**Task**
Would you please copy each line of the listing that mentions "stored"?

**Data under study**
impl TransitionEngine {
    pub fn new(
        definitions: Arc<DefinitionStore>,
        tracker: Arc<InstanceTracker>,
        guard: Arc<dyn Guard>,
    ) -> Self {
        Self::from_config(definitions, tracker, guard, &EngineConfig::default())
    }

    pub fn from_config(
        definitions: Arc<DefinitionStore>,
        tracker: Arc<InstanceTracker>,
        guard: Arc<dyn Guard>,
        config: &EngineConfig,
    ) -> Self {
        Self {
            definitions,
            tracker,
            guard,
            max_attempts: config.max_attempts.max(1),
            implicit_create: config.implicit_create,
        }
    }

    pub fn with_max_attempts(mut self, max_attempts: u32) -> Self {
        self.max_attempts = max_attempts.max(1);
        self
    }

    pub fn with_implicit_create(mut self, enabled: bool) -> Self {
        self.implicit_create = enabled;
        self
    }

    pub fn max_attempts(&self) -> u32 {
        self.max_attempts
    }

    pub async fn transition(&self, request: &TransitionRequest) -> Result<TransitionOutcome> {
        request.validate()?;

        let (graph, mut instance) = self.load_instance(request).await?;

        let mut attempts = 0;
        loop {
            attempts += 1;
            match self.attempt(&graph, &instance, request).await {
                Ok((updated, entry)) => {
                    let process = graph.process();
                    info!(
                        tenant_id = %updated.tenant_id,
                        process = %process.code,
                        entity_id = %updated.entity_id,
                        action = %entry.action_name,
                        from = %process.state_code(&entry.from_state),
                        to = %process.state_code(&entry.to_state),
                        version = updated.version,
                        actor = %entry.actor_id,
                        escalated = entry.escalated,
                        attempts,
                        "Transition applied"
                    );
                    let next_actions = graph.next_action_names(&updated.current_state_id);
                    return Ok(TransitionOutcome {
                        instance: updated,
                        entry,
                        next_actions,
                        attempts,
                    });
                }
                Err(WorkflowError::Conflict { expected_version, .. }) if attempts < self.max_attempts => {
                    warn!(
                        instance_id = %instance.id,
                        expected_version,
                        attempt = attempts,
                        "Transition lost a concurrent write, retrying"
                    );
                    instance = self
                        .tracker
                        .get_instance_by_id(&request.tenant_id, &instance.id)
                        .await?;
                }
                Err(e) => return Err(e),
            }
        }
    }

    /// Actions from the instance's current state that the guard would allow for `actor`
    pub async fn available_actions(
        &self,
        tenant_id: &str,
        entity_id: &str,
        process: &ProcessRef,
        actor: &Actor,
    ) -> Result<Vec<Action>> {
        let (graph, instance) = self.locate(tenant_id, entity_id, process).await?;
        let instance = instance.ok_or_else(|| {
            WorkflowError::not_found("ProcessInstance", format!("{}/{}", graph.id(), entity_id))
        })?;

        Ok(graph
            .outgoing(&instance.current_state_id)
            .filter(|action| {
                self.guard
                    .authorize(&GuardContext {
                        actor,
                        process: &graph,
                        from_state: &instance.current_state_id,
                        action: &action.name,
                        assignee: instance.assignee.as_deref(),
                    })
                    .is_allowed()
            })
            .cloned()
            .collect())
    }

    /// The process version and instance a request addresses. An entity runs one
    /// version of a process code: a code reference follows the entity's own
    /// version, an id naming a different version is rejected.
    async fn locate(
        &self,
        tenant_id: &str,
        entity_id: &str,
        process: &ProcessRef,
    ) -> Result<(Arc<ProcessGraph>, Option<ProcessInstance>)> {
        let graph = self.definitions.resolve(tenant_id, process).await?;
        if let Some(instance) = self.tracker.find_instance(tenant_id, entity_id, graph.id()).await? {
            return Ok((graph, Some(instance)));
        }

        let code = graph.process().code.clone();
        match self
            .tracker
            .find_instance_by_code(tenant_id, &code, entity_id)
            .await?
        {
            Some(instance) => self.pin_to_instance(graph, instance, process).await,
            None => Ok((graph, None)),
        }
    }

    async fn pin_to_instance(
        &self,
        requested: Arc<ProcessGraph>,
        instance: ProcessInstance,
        process: &ProcessRef,
    ) -> Result<(Arc<ProcessGraph>, Option<ProcessInstance>)> {
        if instance.process_id == requested.id() {
            return Ok((requested, Some(instance)));
        }
        if let ProcessRef::Id(_) = process {
            return Err(WorkflowError::duplicate_instance(
                &instance.tenant_id,
                &instance.process_id,
                &instance.entity_id,
            ));
        }

        debug!(
            entity_id = %instance.entity_id,
            process = %instance.process_code,
            instance_process_id = %instance.process_id,
            latest_process_id = %requested.id(),
            "Entity runs an earlier version, transitioning on it"
        );
        let graph = self
            .definitions
            .get_by_id(&instance.tenant_id, &instance.process_id)
            .await?;
        Ok((graph, Some(instance)))
    }

    async fn load_instance(&self, request: &TransitionRequest) -> Result<(Arc<ProcessGraph>, ProcessInstance)> {
        let (graph, instance) = self
            .locate(&request.tenant_id, &request.entity_id, &request.process)
            .await?;
        if let Some(instance) = instance {
            return Ok((graph, instance));
        }

        if !self.implicit_create {
            return Err(WorkflowError::not_found(
                "ProcessInstance",
                format!("{}/{}", graph.id(), request.entity_id),
            ));
        }

        match self
            .tracker
            .create_in(&graph, &request.entity_id, InstanceSeed::default())
            .await
        {
            Ok(instance) => Ok((graph, instance)),
            Err(WorkflowError::DuplicateInstance { .. }) => {
                debug!(entity_id = %request.entity_id, "Instance created concurrently, re-reading");
                let (graph, instance) = self
                    .locate(&request.tenant_id, &request.entity_id, &request.process)
                    .await?;
                let instance = instance.ok_or_else(|| {
                    WorkflowError::not_found("ProcessInstance", format!("{}/{}", graph.id(), request.entity_id))
                })?;
                Ok((graph, instance))
            }
            Err(e) => Err(e),
        }
    }

    /// Steps 3 to 6 against one snapshot of the instance
    async fn attempt(
        &self,
        graph: &ProcessGraph,
        instance: &ProcessInstance,
        request: &TransitionRequest,
    ) -> Result<(ProcessInstance, HistoryEntry)> {
        let process = graph.process();
        let current = instance.current_state_id.as_str();

        if let Some(expected) = &request.expected_state {
            let matches = process
                .resolve_state(expected)
                .map_or(false, |state| state.id == current);
            if !matches {
                return Err(WorkflowError::StateMismatch {
                    expected: expected.clone(),
                    actual: process.state_code(current).to_string(),
                });
            }
        }

        let action = graph
            .find_action(current, &request.action)
            .ok_or_else(|| WorkflowError::not_applicable(process.state_code(current), &request.action))?;

        let decision = self.guard.authorize(&GuardContext {
            actor: &request.actor,
            process: graph,
            from_state: current,
            action: &action.name,
            assignee: instance.assignee.as_deref(),
        });
        if !decision.is_allowed() {
            debug!(
                instance_id = %instance.id,
                actor = %request.actor.id,
                action = %action.name,
                decision = ?decision,
                "Transition denied"
            );
        }
        decision.into_result()?;

        let next_state = action.to_state.as_str();
        let entry = HistoryEntry::new(&request.actor.id, current, next_state, &action.name)
            .with_comment(request.comment.clone())
            .with_assignee(request.assignee.clone())
            .with_escalated(is_escalation(&action.name, request.comment.as_deref()));

        let updated = self
            .tracker
            .append_transition(&instance.id, instance.version, next_state, entry)
            .await?;

        let sequence = instance.version + 1;
        let stored = updated
            .history
            .iter()
            .find(|e| e.sequence == sequence)
            .cloned()
            .ok_or_else(|| {
                WorkflowError::internal(format!("instance {} has no entry {} after write", updated.id, sequence))
            })?;
        Ok((updated, stored))
    }
}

**Solution for this task**
        let stored = updated
        Ok((updated, stored))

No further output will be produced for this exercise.